Inconsistent Multi-thread Performance Especially on Many-Core Systems

[biergaizi]

During my performance testing, I've found the multi-threaded performance of openEMS is inconsistent. A performance degradation around 10% to 20% is common on desktops during "unlucky" runs, the probability of triggering it seems to be one per 5-10 test runs.

This inconsistency can be extreme on a many-core system, like a workstation or server with 16 cores or more. In one test run, I saw a performance variation about 1000% in the worst case scenario, jumping from 150 MC/s from a good run to 25 MC/s in a pathologically bad test run of MSL_Filter.py on a 64-core AWS virtual server with 10 threads.

I suspect the dynamic memory allocation of many small chunks, as I reported in #100, can be a possible reason, but I was still occasionally seeing the 10% to 20% performance variation even with my contiguous-memory patched applied, so there must be other factors.

My current hypotheses include:

1. 2D arrays. I only patched the vectorized N_3DArray memory allocator, but openEMS still uses many dynamically allocated 2D arrays, which may have the same problem.
2. Some kind of memory / cacheline alignment problem, only triggered when the offset is unlucky.
3. Bad process scheduling by the operating system. Perhaps some process arrangement can be particularly bad, for example, if a core and a hyperthread are scheduled to processes with unrelated simulation domain, there would be a massive overhead. Similar problem can occur in a NUMA platform.

I'll continue to investigate this performance problem.

[biergaizi]

It's worth repeating the same test using the MPI engine. MPI uses message-passing while multi-threaded engine uses shared memory, so if the problem is memory contention, the MPI engine should work much better than the multi-threaded engine on the same machine.

Does the MPI engine support automatic domain decomposition like the multi-threaded one? I read the old example code and found the simulation domain had to be decomposited explicitly in the code...

[thliebig]

I would assume that you never use all available threads as this would not be the most efficient way. And yes in this case if the threads are on cores that do not work well together this could be bad. But that would depend on the CPU of course.

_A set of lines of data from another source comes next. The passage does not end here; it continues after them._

//! Timed, cancellable repetition of precomputed packets: the generic
//! repeater plus its probing and announcing specializations.
//!
//! The repeater is an I/O-free timer arena keyed by service id. The caller
//! supplies the current time to [`PacketRepeater::poll`] and sleeps until
//! [`PacketRepeater::next_deadline`]; nothing in here reads the clock.

use embassy_time::{Duration, Instant};

use log::debug;

use crate::record::DnsPacket;
use crate::repository::{AnnouncementInfo, ProbingInfo};
use crate::{AdvertiserConfig, ServiceId};

/// The shot schedule of one repeater job.
#[derive(Debug, Clone)]
pub struct Plan {
    /// Delay before the first shot.
    pub initial_delay: Duration,
    /// Delay between consecutive shots.
    pub interval: Duration,
    /// Total number of shots.
    pub count: usize,
    /// Double the interval after every shot (RFC 6762 §8.3 announcements).
    pub doubling: bool,
}

impl Plan {
    /// The probing schedule: `probe_count` shots, `probe_interval` apart,
    /// the first one after a random fraction of the interval.
    pub fn probe(config: &AdvertiserConfig, rand: fn(&mut [u8])) -> Self {
        let mut buf = [0; 4];
        rand(&mut buf);

        let interval_ms = config.probe_interval.as_millis();
        let delay_ms = if interval_ms == 0 {
            0
        } else {
            u64::from(u32::from_le_bytes(buf)) % interval_ms
        };

        Self {
            initial_delay: Duration::from_millis(delay_ms),
            interval: config.probe_interval,
            count: config.probe_count,
            doubling: false,
        }
    }

    /// The announcing schedule: `announce_count` shots, starting right away
    /// and doubling the interval from `announce_initial_interval`.
    pub fn announce(config: &AdvertiserConfig) -> Self {
        Self {
            initial_delay: Duration::from_millis(0),
            interval: config.announce_initial_interval,
            count: config.announce_count,
            doubling: true,
        }
    }

    /// The goodbye schedule: one shot after the exit delay, which lets
    /// several services removed together coalesce their goodbyes.
    pub fn exit(config: &AdvertiserConfig) -> Self {
        Self {
            initial_delay: config.exit_announcement_delay,
            interval: Duration::from_millis(0),
            count: 1,
            doubling: false,
        }
    }
}

/// What a [`PacketRepeater::poll`] call asks the driver to do.
#[derive(Debug)]
pub enum RepeaterEvent {
    /// Send this packet now.
    Send {
        service_id: ServiceId,
        packet: DnsPacket,
    },
    /// The job's last packet was dispatched.
    Finished { service_id: ServiceId },
}

#[derive(Debug)]
struct Job {
    service_id: ServiceId,
    packet: DnsPacket,
    next_at: Instant,
    interval: Duration,
    remaining: usize,
    doubling: bool,
}

/// A timer arena with at most one running job per service id.
#[derive(Debug, Default)]
pub struct PacketRepeater {
    jobs: Vec<Job>,
}

impl PacketRepeater {
    pub fn new() -> Self {
        Self { jobs: Vec::new() }
    }

    /// Schedules `packet` for repetition, replacing any job already running
    /// for the same service.
    pub fn start(&mut self, service_id: ServiceId, packet: DnsPacket, plan: Plan, now: Instant) {
        self.stop(service_id);

        self.jobs.push(Job {
            service_id,
            packet,
            next_at: now + plan.initial_delay,
            interval: plan.interval,
            remaining: plan.count,
            doubling: plan.doubling,
        });
    }

    /// Cancels the job for a service. Idempotent; the job's pending shots
    /// are unscheduled before this returns.
    pub fn stop(&mut self, service_id: ServiceId) -> bool {
        let before = self.jobs.len();
        self.jobs.retain(|job| job.service_id != service_id);
        before != self.jobs.len()
    }

    pub fn is_running(&self, service_id: ServiceId) -> bool {
        self.jobs.iter().any(|job| job.service_id == service_id)
    }

    /// The earliest pending shot, if any job is running.
    pub fn next_deadline(&self) -> Option<Instant> {
        self.jobs.iter().map(|job| job.next_at).min()
    }

    /// Emits every shot due at `now`, catching up on missed intervals.
    pub fn poll(&mut self, now: Instant) -> Vec<RepeaterEvent> {
        let mut events = Vec::new();

        let mut index = 0;
        while index < self.jobs.len() {
            let job = &mut self.jobs[index];
            let mut finished = false;

            while job.remaining > 0 && job.next_at <= now {
                debug!(
                    "Dispatching repeated packet for service {} ({} left)",
                    job.service_id,
                    job.remaining - 1
                );

                events.push(RepeaterEvent::Send {
                    service_id: job.service_id,
                    packet: job.packet.clone(),
                });

                job.remaining -= 1;
                job.next_at += job.interval;
                if job.doubling {
                    job.interval = job.interval * 2;
                }
            }

            if job.remaining == 0 {
                events.push(RepeaterEvent::Finished {
                    service_id: job.service_id,
                });
                finished = true;
            }

            if finished {
                self.jobs.swap_remove(index);
            } else {
                index += 1;
            }
        }

        events
    }
}

/// The repeater specialized for probing (RFC 6762 §8.1).
#[derive(Debug)]
pub struct Prober {
    repeater: PacketRepeater,
    config: AdvertiserConfig,
    rand: fn(&mut [u8]),
}

impl Prober {
    pub fn new(config: AdvertiserConfig, rand: fn(&mut [u8])) -> Self {
        Self {
            repeater: PacketRepeater::new(),
            config,
            rand,
        }
    }

    pub fn start(&mut self, info: &ProbingInfo, now: Instant) {
        let plan = Plan::probe(&self.config, self.rand);
        self.repeater
            .start(info.service_id, info.packet.clone(), plan, now);
    }

    pub fn stop(&mut self, service_id: ServiceId) -> bool {
        self.repeater.stop(service_id)
    }

    pub fn is_probing(&self, service_id: ServiceId) -> bool {
        self.repeater.is_running(service_id)
    }

    pub fn next_deadline(&self) -> Option<Instant> {
        self.repeater.next_deadline()
    }

    pub fn poll(&mut self, now: Instant) -> Vec<RepeaterEvent> {
        self.repeater.poll(now)
    }
}

/// The repeater specialized for announcements and goodbyes (RFC 6762 §8.3).
#[derive(Debug)]
pub struct Announcer {
    repeater: PacketRepeater,
    config: AdvertiserConfig,
}

impl Announcer {
    pub fn new(config: AdvertiserConfig) -> Self {
        Self {
            repeater: PacketRepeater::new(),
            config,
        }
    }

    pub fn announce(&mut self, info: &AnnouncementInfo, now: Instant) {
        let plan = Plan::announce(&self.config);
        self.repeater
            .start(info.service_id, info.packet.clone(), plan, now);
    }

    pub fn announce_exit(&mut self, info: &AnnouncementInfo, now: Instant) {
        let plan = Plan::exit(&self.config);
        self.repeater
            .start(info.service_id, info.packet.clone(), plan, now);
    }

    pub fn stop(&mut self, service_id: ServiceId) -> bool {
        self.repeater.stop(service_id)
    }

    pub fn is_announcing(&self, service_id: ServiceId) -> bool {
        self.repeater.is_running(service_id)
    }

    pub fn next_deadline(&self) -> Option<Instant> {
        self.repeater.next_deadline()
    }

    pub fn poll(&mut self, now: Instant) -> Vec<RepeaterEvent> {
        self.repeater.poll(now)
    }
}

#[cfg(test)]
mod test {
    use super::*;

    fn zero_rand(buf: &mut [u8]) {
        buf.fill(0);
    }

    fn packet() -> DnsPacket {
        DnsPacket::query()
    }

    fn sends(events: &[RepeaterEvent]) -> usize {
        events
            .iter()
            .filter(|event| matches!(event, RepeaterEvent::Send { .. }))
            .count()
    }

    fn finished(events: &[RepeaterEvent]) -> bool {
        events
            .iter()
            .any(|event| matches!(event, RepeaterEvent::Finished { .. }))
    }

    #[test]
    fn probe_plan_schedule() {
        let t0 = Instant::from_millis(0);
        let mut repeater = PacketRepeater::new();
        repeater.start(1, packet(), Plan::probe(&AdvertiserConfig::new(), zero_rand), t0);

        assert_eq!(repeater.next_deadline(), Some(t0));

        let events = repeater.poll(t0);
        assert_eq!(sends(&events), 1);
        assert!(!finished(&events));
        assert_eq!(repeater.next_deadline(), Some(t0 + Duration::from_millis(250)));

        let events = repeater.poll(t0 + Duration::from_millis(250));
        assert_eq!(sends(&events), 1);

        let events = repeater.poll(t0 + Duration::from_millis(500));
        assert_eq!(sends(&events), 1);
        assert!(finished(&events));
        assert!(!repeater.is_running(1));
    }

    #[test]
    fn announce_plan_doubles_the_interval() {
        let t0 = Instant::from_millis(0);
        let mut config = AdvertiserConfig::new();
        config.announce_count = 4;

        let mut repeater = PacketRepeater::new();
        repeater.start(1, packet(), Plan::announce(&config), t0);

        let mut at = t0;
        for expected_gap in [1000u64, 2000, 4000] {
            let events = repeater.poll(at);
            assert_eq!(sends(&events), 1);
            assert_eq!(
                repeater.next_deadline(),
                Some(at + Duration::from_millis(expected_gap))
            );
            at += Duration::from_millis(expected_gap);
        }

        let events = repeater.poll(at);
        assert_eq!(sends(&events), 1);
        assert!(finished(&events));
    }

    #[test]
    fn exit_plan_is_one_delayed_shot() {
        let t0 = Instant::from_millis(0);
        let mut repeater = PacketRepeater::new();
        repeater.start(1, packet(), Plan::exit(&AdvertiserConfig::new()), t0);

        assert_eq!(repeater.next_deadline(), Some(t0 + Duration::from_millis(100)));
        assert!(repeater.poll(t0).is_empty());

        let events = repeater.poll(t0 + Duration::from_millis(100));
        assert_eq!(sends(&events), 1);
        assert!(finished(&events));
        assert_eq!(repeater.next_deadline(), None);
    }

    #[test]
    fn poll_catches_up_missed_shots() {
        let t0 = Instant::from_millis(0);
        let mut repeater = PacketRepeater::new();
        repeater.start(1, packet(), Plan::probe(&AdvertiserConfig::new(), zero_rand), t0);

        let events = repeater.poll(t0 + Duration::from_millis(10_000));
        assert_eq!(sends(&events), 3);
        assert!(finished(&events));
    }

    #[test]
    fn stop_is_synchronous_and_idempotent() {
        let t0 = Instant::from_millis(0);
        let mut repeater = PacketRepeater::new();
        repeater.start(1, packet(), Plan::probe(&AdvertiserConfig::new(), zero_rand), t0);

        assert!(repeater.stop(1));
        assert!(!repeater.stop(1));
        assert_eq!(repeater.next_deadline(), None);
        assert!(repeater.poll(t0 + Duration::from_millis(10_000)).is_empty());
    }

    #[test]
    fn restart_replaces_the_running_job() {
        let t0 = Instant::from_millis(0);
        let mut repeater = PacketRepeater::new();
        repeater.start(1, packet(), Plan::probe(&AdvertiserConfig::new(), zero_rand), t0);
        repeater.poll(t0);

        // Restarting resets the shot counter.
        repeater.start(1, packet(), Plan::probe(&AdvertiserConfig::new(), zero_rand), t0);

        let events = repeater.poll(t0 + Duration::from_millis(10_000));
        assert_eq!(sends(&events), 3);
    }

    #[test]
    fn jobs_for_different_services_run_independently() {
        let t0 = Instant::from_millis(0);
        let mut repeater = PacketRepeater::new();
        repeater.start(1, packet(), Plan::probe(&AdvertiserConfig::new(), zero_rand), t0);
        repeater.start(2, packet(), Plan::exit(&AdvertiserConfig::new()), t0);

        let events = repeater.poll(t0);
        assert_eq!(sends(&events), 1);

        repeater.stop(1);
        assert!(repeater.is_running(2));

        let events = repeater.poll(t0 + Duration::from_millis(100));
        assert_eq!(sends(&events), 1);
        assert!(finished(&events));
    }

    #[test]
    fn random_probe_delay_stays_within_the_interval() {
        fn max_rand(buf: &mut [u8]) {
            buf.fill(0xff);
        }

        let plan = Plan::probe(&AdvertiserConfig::new(), max_rand);
        assert!(plan.initial_delay < Duration::from_millis(250));
    }
}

It was my observation that MPI really only brings any benefit if the simulation domain is huge. Otherwise the "slow" MPI communication becomes a much larger bottleneck than the memory speed very quickly. Thus I never really used or put much effort in MPI. The first and best approach for faster simulation should always be to create a better mesh.

[0xCoto]

It was my observation that MPI really only brings any benefit if the simulation domain is huge.

How huge are we talking? Even with optimized meshes, certain simulations can occupy 1-50M cells depending on the size of the model, so it'd be interesting to have some idea of when about MPI begins to become useful.

[biergaizi]

I've determined that the "1000% outlier" was probably just a mistake due to the debugger overhead, but I'm still convinced that the 10% variation is a real effect. I'm still testing my patch and will report back if I found anything.

[biergaizi]

During the investigation for #105, large amount of data has been collected. I used a SQL query to show speed outliers but there's nothing obvious. So even if the problem really does exist, it seems to be a problem very specific for my system. I'm closing this issue for now, unless I or anyone else found reproducible evidence of its existence.